> _Work to be completed_
What is needed here is every record, retyped without any change.

> _Supplied records_
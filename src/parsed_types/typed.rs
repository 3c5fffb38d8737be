//! Contains typed elements.

use crate::parsed_types::{PrimitiveType, Type};
use std::ops::Deref;

/// A typed element.
#[derive(Debug, Clone, Eq, PartialEq)]
pub struct Typed<O>(O, Type);

impl<O> Typed<O> {
    pub const fn new(value: O, r#type: Type) -> Self {
        Self(value, r#type)
    }

    pub const fn new_object(value: O) -> Self {
        Self::new(value, Type::OBJECT)
    }

    /// Gets the value.
    pub const fn value(&self) -> &O {
        &self.0
    }

    /// Gets the assigned type.
    pub const fn type_(&self) -> &Type {
        &self.1
    }
}

pub trait ToTyped<T> {
    /// Wraps the value into a [`Typed`] as [`Type::Exactly`] the specified type.
    ///
    /// ## Example
    /// ```
    /// # use lazylifted::parsed_types::{Name, PrimitiveType, ToTyped, Type, Typed};
    /// assert_eq!(
    ///     Name::from("kitchen").to_typed("room"),
    ///     Typed::new(Name::from("kitchen"), Type::Exactly(PrimitiveType::from("room")))
    /// );
    /// ```
    fn to_typed<I: Into<Type>>(self, r#type: I) -> Typed<T>;

    /// Wraps the value into a [`Typed`] as [`Type::EitherOf`] the specified types.
    ///
    /// ## Example
    /// ```
    /// # use lazylifted::parsed_types::{Name, PrimitiveType, ToTyped, Type, Typed};
    /// assert_eq!(
    ///     Name::from("georgia").to_typed_either(["country", "state"]),
    ///     Typed::new(Name::from("georgia"), Type::EitherOf(
    ///         vec![
    ///             PrimitiveType::from("country"),
    ///             PrimitiveType::from("state")
    ///         ])
    ///     )
    /// );
    /// ```
    fn to_typed_either<I: IntoIterator<Item = P>, P: Into<PrimitiveType>>(
        self,
        r#type: I,
    ) -> Typed<T>;
}

impl<O> From<O> for Typed<O> {
    fn from(value: O) -> Self {
        Typed::new_object(value)
    }
}

impl<O> Deref for Typed<O> {
    type Target = O;

    fn deref(&self) -> &Self::Target {
        self.value()
    }
}
//! Provides parsers for terms.

use crate::parsed_types::Term;
use crate::parsers::{parse_name, parse_variable, ParseResult, Span};
use nom::error::ErrorKind;
use nom::error_position;

/// Parses a term, i.e. `<name> | <variable>`.
///
/// ## Example
/// ```
/// # use lazylifted::parsers::{parse_term, preamble::*};
/// # use lazylifted::parsed_types::Term;
/// assert!(parse_term("abcde").is_value(Term::Name("abcde".into())));
/// assert!(parse_term("?abcde").is_value(Term::Variable("abcde".into())));
///```
pub fn parse_term<'a, T: Into<Span<'a>>>(input: T) -> ParseResult<'a, Term> {
    let input = input.into();

    if let Ok((remaining, variable)) = parse_variable(input) {
        return Ok((remaining, Term::Variable(variable)));
    }

    if let Ok((remaining, name)) = parse_name(input) {
        return Ok((remaining, Term::Name(name)));
    }

    Err(nom::Err::Error(error_position!(
        input,
        ErrorKind::Alt
    )))
}

impl crate::parsers::Parser for Term {
    type Item = Term;

    /// Parses a term.
    ///
    /// ## Example
    /// ```
    /// # use lazylifted::parsers::Parser;
    /// # use lazylifted::parsed_types::Term;
    /// let (_, value) = Term::parse("some-name").unwrap();
    /// assert_eq!(value, Term::Name("some-name".into()));
    ///
    /// let (_, value) = Term::parse("?some-var").unwrap();
    /// assert_eq!(value, Term::Variable("some-var".into()));
    ///```
    ///
    /// ## See also
    /// See [`parse_term`].
    fn parse<'a, S: Into<Span<'a>>>(input: S) -> ParseResult<'a, Self::Item> {
        parse_term(input)
    }
}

> _Task output_
filename src/parsed_types/typed.rs
repository 3c5fffb38d8737be
//! Contains typed elements.

use crate::parsed_types::{PrimitiveType, Type};
use std::ops::Deref;

/// A typed element.
#[derive(Debug, Clone, Eq, PartialEq)]
pub struct Typed<O>(O, Type);

impl<O> Typed<O> {
    pub const fn new(value: O, r#type: Type) -> Self {
        Self(value, r#type)
    }

    pub const fn new_object(value: O) -> Self {
        Self::new(value, Type::OBJECT)
    }

    /// Gets the value.
    pub const fn value(&self) -> &O {
        &self.0
    }

    /// Gets the assigned type.
    pub const fn type_(&self) -> &Type {
        &self.1
    }
}

pub trait ToTyped<T> {
    /// Wraps the value into a [`Typed`] as [`Type::Exactly`] the specified type.
    ///
    /// ## Example
    /// ```
    /// # use lazylifted::parsed_types::{Name, PrimitiveType, ToTyped, Type, Typed};
    /// assert_eq!(
    ///     Name::from("kitchen").to_typed("room"),
    ///     Typed::new(Name::from("kitchen"), Type::Exactly(PrimitiveType::from("room")))
    /// );
    /// ```
    fn to_typed<I: Into<Type>>(self, r#type: I) -> Typed<T>;

    /// Wraps the value into a [`Typed`] as [`Type::EitherOf`] the specified types.
    ///
    /// ## Example
    /// ```
    /// # use lazylifted::parsed_types::{Name, PrimitiveType, ToTyped, Type, Typed};
    /// assert_eq!(
    ///     Name::from("georgia").to_typed_either(["country", "state"]),
    ///     Typed::new(Name::from("georgia"), Type::EitherOf(
    ///         vec![
    ///             PrimitiveType::from("country"),
    ///             PrimitiveType::from("state")
    ///         ])
    ///     )
    /// );
    /// ```
    fn to_typed_either<I: IntoIterator<Item = P>, P: Into<PrimitiveType>>(
        self,
        r#type: I,
    ) -> Typed<T>;
}

impl<O> From<O> for Typed<O> {
    fn from(value: O) -> Self {
        Typed::new_object(value)
    }
}

impl<O> Deref for Typed<O> {
    type Target = O;

    fn deref(&self) -> &Self::Target {
        self.value()
    }
}
//! Provides parsers for terms.

use crate::parsed_types::Term;
use crate::parsers::{parse_name, parse_variable, ParseResult, Span};
use nom::error::ErrorKind;
use nom::error_position;

/// Parses a term, i.e. `<name> | <variable>`.
///
/// ## Example
/// ```
/// # use lazylifted::parsers::{parse_term, preamble::*};
/// # use lazylifted::parsed_types::Term;
/// assert!(parse_term("abcde").is_value(Term::Name("abcde".into())));
/// assert!(parse_term("?abcde").is_value(Term::Variable("abcde".into())));
///```
pub fn parse_term<'a, T: Into<Span<'a>>>(input: T) -> ParseResult<'a, Term> {
    let input = input.into();

    if let Ok((remaining, variable)) = parse_variable(input) {
        return Ok((remaining, Term::Variable(variable)));
    }

    if let Ok((remaining, name)) = parse_name(input) {
        return Ok((remaining, Term::Name(name)));
    }

    Err(nom::Err::Error(error_position!(
        input,
        ErrorKind::Alt
    )))
}

impl crate::parsers::Parser for Term {
    type Item = Term;

    /// Parses a term.
    ///
    /// ## Example
    /// ```
    /// # use lazylifted::parsers::Parser;
    /// # use lazylifted::parsed_types::Term;
    /// let (_, value) = Term::parse("some-name").unwrap();
    /// assert_eq!(value, Term::Name("some-name".into()));
    ///
    /// let (_, value) = Term::parse("?some-var").unwrap();
    /// assert_eq!(value, Term::Variable("some-var".into()));
    ///```
    ///
    /// ## See also
    /// See [`parse_term`].
    fn parse<'a, S: Into<Span<'a>>>(input: S) -> ParseResult<'a, Self::Item> {
        parse_term(input)
    }
}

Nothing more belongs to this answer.